Exercise objective
Down to the final line, reproduce the entries that follow exactly.

══════════════════════════════

use std::{
    sync::{
        OnceLock,
        atomic::{AtomicU64, Ordering},
    },
    time::{SystemTime, UNIX_EPOCH},
};

fn now_nanos() -> u64 {
    SystemTime::now()
        .duration_since(UNIX_EPOCH)
        .unwrap_or_default()
        .as_nanos() as u64
}

/// Returns a process-unique, monotonically increasing identifier.
///
/// This avoids collisions that can happen with "timestamp only" IDs when multiple IDs are
/// generated in the same instant.
pub fn rand_id() -> u64 {
    static COUNTER: OnceLock<AtomicU64> = OnceLock::new();
    let counter = COUNTER.get_or_init(|| AtomicU64::new(now_nanos()));
    counter.fetch_add(1, Ordering::Relaxed)
}
mod support;

use serde_json::json;

// S1: a fresh connection receives a `welcome` naming both reference games,
// then an `update_lobby` that places it in the lobby with a zero score.
#[tokio::test]
async fn welcome_then_lobby_update_on_connect() {
    let mut client = support::connect().await;

    let welcome = support::recv_json(&mut client).await;
    assert_eq!(welcome["type"], "welcome");
    let games: Vec<String> = welcome["payload"]["currentGames"]
        .as_array()
        .expect("currentGames is an array")
        .iter()
        .map(|g| g["name"].as_str().unwrap().to_string())
        .collect();
    assert!(games.contains(&"pong".to_string()));
    assert!(games.contains(&"asteroids".to_string()));

    let client_id = welcome["payload"]["clientId"].as_str().expect("clientId").to_string();

    let lobby_update = support::recv_json(&mut client).await;
    assert_eq!(lobby_update["type"], "update_lobby");
    let player_entry = &lobby_update["payload"]["players"][client_id];
    assert_eq!(player_entry["score"], 0);
    assert_eq!(player_entry["inGame"], false);
}

// S5: selecting a game name outside the catalogue yields an `error` frame
// and does not otherwise disturb lobby state.
#[tokio::test]
async fn selecting_unknown_game_returns_error() {
    let mut client = support::connect().await;
    let _welcome = support::recv_json(&mut client).await;
    let _lobby_update = support::recv_json(&mut client).await;

    support::send_json(&mut client, &json!({"type": "select_game", "payload": {"game": "tetris"}})).await;

    let response = support::recv_json(&mut client).await;
    assert_eq!(response["type"], "error");
    assert!(response["payload"]["message"].as_str().unwrap().len() > 0);
}

// S2: two players voting for the same game both get routed into it and
// start receiving that game's state frames.
#[tokio::test]
async fn two_players_voting_pong_both_start_the_game() {
    let mut a = support::connect().await;
    let mut b = support::connect().await;

    let _ = support::recv_json(&mut a).await; // welcome
    let _ = support::recv_json(&mut a).await; // update_lobby (a only)
    let _ = support::recv_json(&mut b).await; // welcome
    // `b`'s connect fans out a second update_lobby to `a` too; drain it.
    let _ = support::recv_json(&mut a).await;
    let _ = support::recv_json(&mut b).await; // update_lobby (a+b)

    support::send_json(&mut a, &json!({"type": "select_game", "payload": {"game": "pong"}})).await;
    let _ = support::recv_json(&mut a).await; // update_lobby reflecting a's vote
    let _ = support::recv_json(&mut b).await; // same broadcast reaches b

    support::send_json(&mut b, &json!({"type": "select_game", "payload": {"game": "pong"}})).await;

    // Both should see a `game_selected` for "pong" (possibly preceded by one
    // more `update_lobby` broadcast before the vote closes).
    let mut saw_game_selected_a = false;
    for _ in 0..3 {
        let msg = support::recv_json(&mut a).await;
        if msg["type"] == "game_selected" {
            assert_eq!(msg["payload"]["selectedGame"], "pong");
            saw_game_selected_a = true;
            break;
        }
    }
    assert!(saw_game_selected_a, "player a should be routed into pong");

    let mut saw_game_selected_b = false;
    for _ in 0..3 {
        let msg = support::recv_json(&mut b).await;
        if msg["type"] == "game_selected" {
            assert_eq!(msg["payload"]["selectedGame"], "pong");
            saw_game_selected_b = true;
            break;
        }
    }
    assert!(saw_game_selected_b, "player b should be routed into pong");

    // The game runtime should follow up with periodic state frames.
    let mut saw_state = false;
    for _ in 0..5 {
        let msg = support::recv_json(&mut a).await;
        if msg["type"] == "pong_state" {
            saw_state = true;
            break;
        }
    }
    assert!(saw_state, "player a should receive pong_state frames");
}

// S4: one participant's transport drops mid-game; the remaining player gets
// `back_to_lobby` and the next `update_lobby` shows them alone, not in-game.
#[tokio::test]
async fn disconnect_mid_game_returns_survivor_to_lobby() {
    let mut a = support::connect().await;
    let mut b = support::connect().await;

    let _ = support::recv_json(&mut a).await; // welcome (a)
    let _ = support::recv_json(&mut a).await; // update_lobby (a only)
    let _ = support::recv_json(&mut b).await; // welcome (b)
    let _ = support::recv_json(&mut a).await; // update_lobby (a+b)
    let _ = support::recv_json(&mut b).await; // update_lobby (a+b)

    support::send_json(&mut a, &json!({"type": "select_game", "payload": {"game": "pong"}})).await;
    let _ = support::recv_json(&mut a).await; // update_lobby reflecting a's vote
    let _ = support::recv_json(&mut b).await;

    support::send_json(&mut b, &json!({"type": "select_game", "payload": {"game": "pong"}})).await;

    // Drain both streams until each has seen its own `game_selected`.
    for _ in 0..4 {
        let msg = support::recv_json(&mut a).await;
        if msg["type"] == "game_selected" {
            break;
        }
    }
    for _ in 0..4 {
        let msg = support::recv_json(&mut b).await;
        if msg["type"] == "game_selected" {
            break;
        }
    }

    // Dropping the stream closes the underlying TCP connection, which the
    // server observes as a read error -> the single authoritative
    // unregister trigger (spec.md §4.2).
    drop(b);

    // `a` should see `back_to_lobby` (possibly after a few more `pong_state`
    // frames already in flight), then an `update_lobby` with only itself,
    // not in-game.
    let mut saw_back_to_lobby = false;
    for _ in 0..200 {
        let msg = support::recv_json(&mut a).await;
        if msg["type"] == "back_to_lobby" {
            saw_back_to_lobby = true;
            break;
        }
    }
    assert!(saw_back_to_lobby, "the surviving player should be told to return to the lobby");

    let mut saw_solo_lobby = false;
    for _ in 0..10 {
        let msg = support::recv_json(&mut a).await;
        if msg["type"] == "update_lobby" {
            let players = msg["payload"]["players"].as_object().expect("players map");
            if players.len() == 1 {
                let (_, only_entry) = players.iter().next().unwrap();
                assert_eq!(only_entry["inGame"], false);
                saw_solo_lobby = true;
                break;
            }
        }
    }
    assert!(saw_solo_lobby, "lobby update should eventually show only the survivor, not in-game");
}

══════════════════════════════

Solution for this task
use std::{
    sync::{
        OnceLock,
        atomic::{AtomicU64, Ordering},
    },
    time::{SystemTime, UNIX_EPOCH},
};

fn now_nanos() -> u64 {
    SystemTime::now()
        .duration_since(UNIX_EPOCH)
        .unwrap_or_default()
        .as_nanos() as u64
}

/// Returns a process-unique, monotonically increasing identifier.
///
/// This avoids collisions that can happen with "timestamp only" IDs when multiple IDs are
/// generated in the same instant.
pub fn rand_id() -> u64 {
    static COUNTER: OnceLock<AtomicU64> = OnceLock::new();
    let counter = COUNTER.get_or_init(|| AtomicU64::new(now_nanos()));
    counter.fetch_add(1, Ordering::Relaxed)
}
mod support;

use serde_json::json;

// S1: a fresh connection receives a `welcome` naming both reference games,
// then an `update_lobby` that places it in the lobby with a zero score.
#[tokio::test]
async fn welcome_then_lobby_update_on_connect() {
    let mut client = support::connect().await;

    let welcome = support::recv_json(&mut client).await;
    assert_eq!(welcome["type"], "welcome");
    let games: Vec<String> = welcome["payload"]["currentGames"]
        .as_array()
        .expect("currentGames is an array")
        .iter()
        .map(|g| g["name"].as_str().unwrap().to_string())
        .collect();
    assert!(games.contains(&"pong".to_string()));
    assert!(games.contains(&"asteroids".to_string()));

    let client_id = welcome["payload"]["clientId"].as_str().expect("clientId").to_string();

    let lobby_update = support::recv_json(&mut client).await;
    assert_eq!(lobby_update["type"], "update_lobby");
    let player_entry = &lobby_update["payload"]["players"][client_id];
    assert_eq!(player_entry["score"], 0);
    assert_eq!(player_entry["inGame"], false);
}

// S5: selecting a game name outside the catalogue yields an `error` frame
// and does not otherwise disturb lobby state.
#[tokio::test]
async fn selecting_unknown_game_returns_error() {
    let mut client = support::connect().await;
    let _welcome = support::recv_json(&mut client).await;
    let _lobby_update = support::recv_json(&mut client).await;

    support::send_json(&mut client, &json!({"type": "select_game", "payload": {"game": "tetris"}})).await;

    let response = support::recv_json(&mut client).await;
    assert_eq!(response["type"], "error");
    assert!(response["payload"]["message"].as_str().unwrap().len() > 0);
}

// S2: two players voting for the same game both get routed into it and
// start receiving that game's state frames.
#[tokio::test]
async fn two_players_voting_pong_both_start_the_game() {
    let mut a = support::connect().await;
    let mut b = support::connect().await;

    let _ = support::recv_json(&mut a).await; // welcome
    let _ = support::recv_json(&mut a).await; // update_lobby (a only)
    let _ = support::recv_json(&mut b).await; // welcome
    // `b`'s connect fans out a second update_lobby to `a` too; drain it.
    let _ = support::recv_json(&mut a).await;
    let _ = support::recv_json(&mut b).await; // update_lobby (a+b)

    support::send_json(&mut a, &json!({"type": "select_game", "payload": {"game": "pong"}})).await;
    let _ = support::recv_json(&mut a).await; // update_lobby reflecting a's vote
    let _ = support::recv_json(&mut b).await; // same broadcast reaches b

    support::send_json(&mut b, &json!({"type": "select_game", "payload": {"game": "pong"}})).await;

    // Both should see a `game_selected` for "pong" (possibly preceded by one
    // more `update_lobby` broadcast before the vote closes).
    let mut saw_game_selected_a = false;
    for _ in 0..3 {
        let msg = support::recv_json(&mut a).await;
        if msg["type"] == "game_selected" {
            assert_eq!(msg["payload"]["selectedGame"], "pong");
            saw_game_selected_a = true;
            break;
        }
    }
    assert!(saw_game_selected_a, "player a should be routed into pong");

    let mut saw_game_selected_b = false;
    for _ in 0..3 {
        let msg = support::recv_json(&mut b).await;
        if msg["type"] == "game_selected" {
            assert_eq!(msg["payload"]["selectedGame"], "pong");
            saw_game_selected_b = true;
            break;
        }
    }
    assert!(saw_game_selected_b, "player b should be routed into pong");

    // The game runtime should follow up with periodic state frames.
    let mut saw_state = false;
    for _ in 0..5 {
        let msg = support::recv_json(&mut a).await;
        if msg["type"] == "pong_state" {
            saw_state = true;
            break;
        }
    }
    assert!(saw_state, "player a should receive pong_state frames");
}

// S4: one participant's transport drops mid-game; the remaining player gets
// `back_to_lobby` and the next `update_lobby` shows them alone, not in-game.
#[tokio::test]
async fn disconnect_mid_game_returns_survivor_to_lobby() {
    let mut a = support::connect().await;
    let mut b = support::connect().await;

    let _ = support::recv_json(&mut a).await; // welcome (a)
    let _ = support::recv_json(&mut a).await; // update_lobby (a only)
    let _ = support::recv_json(&mut b).await; // welcome (b)
    let _ = support::recv_json(&mut a).await; // update_lobby (a+b)
    let _ = support::recv_json(&mut b).await; // update_lobby (a+b)

    support::send_json(&mut a, &json!({"type": "select_game", "payload": {"game": "pong"}})).await;
    let _ = support::recv_json(&mut a).await; // update_lobby reflecting a's vote
    let _ = support::recv_json(&mut b).await;

    support::send_json(&mut b, &json!({"type": "select_game", "payload": {"game": "pong"}})).await;

    // Drain both streams until each has seen its own `game_selected`.
    for _ in 0..4 {
        let msg = support::recv_json(&mut a).await;
        if msg["type"] == "game_selected" {
            break;
        }
    }
    for _ in 0..4 {
        let msg = support::recv_json(&mut b).await;
        if msg["type"] == "game_selected" {
            break;
        }
    }

    // Dropping the stream closes the underlying TCP connection, which the
    // server observes as a read error -> the single authoritative
    // unregister trigger (spec.md §4.2).
    drop(b);

    // `a` should see `back_to_lobby` (possibly after a few more `pong_state`
    // frames already in flight), then an `update_lobby` with only itself,
    // not in-game.
    let mut saw_back_to_lobby = false;
    for _ in 0..200 {
        let msg = support::recv_json(&mut a).await;
        if msg["type"] == "back_to_lobby" {
            saw_back_to_lobby = true;
            break;
        }
    }
    assert!(saw_back_to_lobby, "the surviving player should be told to return to the lobby");

    let mut saw_solo_lobby = false;
    for _ in 0..10 {
        let msg = support::recv_json(&mut a).await;
        if msg["type"] == "update_lobby" {
            let players = msg["payload"]["players"].as_object().expect("players map");
            if players.len() == 1 {
                let (_, only_entry) = players.iter().next().unwrap();
                assert_eq!(only_entry["inGame"], false);
                saw_solo_lobby = true;
                break;
            }
        }
    }
    assert!(saw_solo_lobby, "lobby update should eventually show only the survivor, not in-game");
}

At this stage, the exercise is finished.